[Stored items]
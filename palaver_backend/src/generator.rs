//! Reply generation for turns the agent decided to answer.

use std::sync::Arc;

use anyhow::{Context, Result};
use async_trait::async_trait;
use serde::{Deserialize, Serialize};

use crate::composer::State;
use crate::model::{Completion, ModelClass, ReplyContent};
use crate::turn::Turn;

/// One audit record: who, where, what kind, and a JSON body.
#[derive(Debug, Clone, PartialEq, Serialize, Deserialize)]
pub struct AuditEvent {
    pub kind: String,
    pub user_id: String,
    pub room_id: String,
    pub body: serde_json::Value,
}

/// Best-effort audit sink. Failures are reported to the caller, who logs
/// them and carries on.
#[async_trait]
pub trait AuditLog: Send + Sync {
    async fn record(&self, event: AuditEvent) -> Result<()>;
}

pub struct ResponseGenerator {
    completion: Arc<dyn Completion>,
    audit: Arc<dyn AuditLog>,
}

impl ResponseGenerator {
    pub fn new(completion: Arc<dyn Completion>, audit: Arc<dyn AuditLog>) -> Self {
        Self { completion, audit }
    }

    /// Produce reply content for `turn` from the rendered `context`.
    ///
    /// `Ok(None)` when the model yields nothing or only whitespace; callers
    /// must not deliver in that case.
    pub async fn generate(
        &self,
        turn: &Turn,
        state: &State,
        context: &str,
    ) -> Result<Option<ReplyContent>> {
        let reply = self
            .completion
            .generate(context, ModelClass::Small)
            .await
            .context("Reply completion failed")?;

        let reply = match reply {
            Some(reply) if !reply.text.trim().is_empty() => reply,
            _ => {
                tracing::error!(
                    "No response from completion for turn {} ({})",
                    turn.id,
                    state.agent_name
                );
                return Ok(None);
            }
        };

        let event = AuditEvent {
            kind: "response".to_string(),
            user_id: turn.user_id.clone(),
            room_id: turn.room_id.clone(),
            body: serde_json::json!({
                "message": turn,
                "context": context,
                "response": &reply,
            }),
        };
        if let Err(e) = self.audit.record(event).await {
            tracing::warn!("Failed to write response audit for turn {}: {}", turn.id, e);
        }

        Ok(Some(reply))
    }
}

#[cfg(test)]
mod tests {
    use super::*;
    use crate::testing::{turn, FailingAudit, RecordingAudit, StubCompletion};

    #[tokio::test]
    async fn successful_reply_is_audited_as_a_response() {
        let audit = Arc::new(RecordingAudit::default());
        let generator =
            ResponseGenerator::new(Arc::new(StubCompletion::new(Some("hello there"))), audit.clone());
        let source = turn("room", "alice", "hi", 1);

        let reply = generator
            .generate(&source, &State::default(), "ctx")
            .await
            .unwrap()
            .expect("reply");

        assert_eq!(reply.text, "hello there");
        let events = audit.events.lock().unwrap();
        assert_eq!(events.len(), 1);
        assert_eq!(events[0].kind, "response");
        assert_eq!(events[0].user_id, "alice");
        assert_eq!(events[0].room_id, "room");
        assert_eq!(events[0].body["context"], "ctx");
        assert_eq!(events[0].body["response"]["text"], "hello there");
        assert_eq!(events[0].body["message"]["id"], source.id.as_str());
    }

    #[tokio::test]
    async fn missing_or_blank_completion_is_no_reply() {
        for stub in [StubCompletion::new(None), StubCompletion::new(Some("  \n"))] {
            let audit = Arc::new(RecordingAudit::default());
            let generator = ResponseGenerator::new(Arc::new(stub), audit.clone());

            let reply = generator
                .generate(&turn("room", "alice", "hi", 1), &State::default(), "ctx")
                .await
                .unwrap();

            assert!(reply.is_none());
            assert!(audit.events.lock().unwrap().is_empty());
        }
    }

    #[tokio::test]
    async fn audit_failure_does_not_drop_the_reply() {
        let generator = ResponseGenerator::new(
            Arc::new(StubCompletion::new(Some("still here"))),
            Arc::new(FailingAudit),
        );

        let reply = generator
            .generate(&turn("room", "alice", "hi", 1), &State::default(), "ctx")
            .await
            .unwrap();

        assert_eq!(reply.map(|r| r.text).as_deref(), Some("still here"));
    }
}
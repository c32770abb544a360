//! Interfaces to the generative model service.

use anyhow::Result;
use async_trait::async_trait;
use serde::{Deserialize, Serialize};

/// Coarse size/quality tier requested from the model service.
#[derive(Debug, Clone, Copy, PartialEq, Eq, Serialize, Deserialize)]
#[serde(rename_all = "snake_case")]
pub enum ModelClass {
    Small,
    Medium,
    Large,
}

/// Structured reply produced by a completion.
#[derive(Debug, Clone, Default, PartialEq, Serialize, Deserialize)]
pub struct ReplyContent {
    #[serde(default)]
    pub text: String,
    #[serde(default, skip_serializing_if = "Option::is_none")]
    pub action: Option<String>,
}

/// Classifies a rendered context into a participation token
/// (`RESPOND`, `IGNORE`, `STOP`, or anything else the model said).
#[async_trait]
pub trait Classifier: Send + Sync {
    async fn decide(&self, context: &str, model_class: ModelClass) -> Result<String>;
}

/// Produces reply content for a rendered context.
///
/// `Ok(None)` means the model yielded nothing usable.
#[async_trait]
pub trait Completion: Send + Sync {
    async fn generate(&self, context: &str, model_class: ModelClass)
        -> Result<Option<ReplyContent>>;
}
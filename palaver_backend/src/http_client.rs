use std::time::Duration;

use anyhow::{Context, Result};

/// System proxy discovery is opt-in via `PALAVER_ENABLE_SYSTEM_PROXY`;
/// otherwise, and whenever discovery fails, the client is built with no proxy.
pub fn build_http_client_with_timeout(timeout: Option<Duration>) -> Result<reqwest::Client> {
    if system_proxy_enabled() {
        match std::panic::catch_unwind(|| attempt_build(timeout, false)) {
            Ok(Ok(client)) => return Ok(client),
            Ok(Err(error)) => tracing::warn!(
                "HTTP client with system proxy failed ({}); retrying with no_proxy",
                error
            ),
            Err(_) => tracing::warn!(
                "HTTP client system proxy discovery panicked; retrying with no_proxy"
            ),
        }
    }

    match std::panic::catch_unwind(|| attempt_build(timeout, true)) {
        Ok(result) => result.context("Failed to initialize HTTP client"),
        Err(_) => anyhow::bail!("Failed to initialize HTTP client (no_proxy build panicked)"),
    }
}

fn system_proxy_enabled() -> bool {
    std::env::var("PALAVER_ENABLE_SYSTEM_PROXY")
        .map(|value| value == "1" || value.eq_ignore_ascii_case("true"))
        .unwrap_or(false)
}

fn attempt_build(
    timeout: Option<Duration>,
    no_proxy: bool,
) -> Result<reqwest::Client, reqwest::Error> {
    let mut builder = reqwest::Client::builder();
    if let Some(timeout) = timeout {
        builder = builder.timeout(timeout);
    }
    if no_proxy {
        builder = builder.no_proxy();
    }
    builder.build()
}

--

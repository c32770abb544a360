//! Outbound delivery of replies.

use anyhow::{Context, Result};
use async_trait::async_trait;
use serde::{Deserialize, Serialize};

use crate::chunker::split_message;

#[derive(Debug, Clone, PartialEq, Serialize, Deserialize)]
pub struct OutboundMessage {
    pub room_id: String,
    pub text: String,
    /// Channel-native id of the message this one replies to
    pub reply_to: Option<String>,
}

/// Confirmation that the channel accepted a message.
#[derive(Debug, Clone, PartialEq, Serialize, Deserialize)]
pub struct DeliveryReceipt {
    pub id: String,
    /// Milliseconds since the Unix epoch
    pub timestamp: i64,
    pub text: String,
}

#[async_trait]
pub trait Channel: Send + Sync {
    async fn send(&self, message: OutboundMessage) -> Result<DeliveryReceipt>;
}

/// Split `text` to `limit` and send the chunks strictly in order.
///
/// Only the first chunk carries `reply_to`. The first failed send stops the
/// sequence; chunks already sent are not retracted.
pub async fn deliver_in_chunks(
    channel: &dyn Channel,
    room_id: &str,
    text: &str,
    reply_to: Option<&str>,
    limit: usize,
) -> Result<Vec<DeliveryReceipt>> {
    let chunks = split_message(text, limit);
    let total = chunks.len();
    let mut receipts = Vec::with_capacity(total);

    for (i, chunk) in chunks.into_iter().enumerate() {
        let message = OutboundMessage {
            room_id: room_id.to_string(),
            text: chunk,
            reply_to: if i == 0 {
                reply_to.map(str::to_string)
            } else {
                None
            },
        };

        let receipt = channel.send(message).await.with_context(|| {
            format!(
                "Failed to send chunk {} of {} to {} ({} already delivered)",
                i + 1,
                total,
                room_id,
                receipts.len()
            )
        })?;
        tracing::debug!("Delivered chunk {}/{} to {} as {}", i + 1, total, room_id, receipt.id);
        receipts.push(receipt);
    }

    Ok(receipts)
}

What to do. Reply with the number of lines above in which the word "builder" appears, and with nothing else.

Solution. 4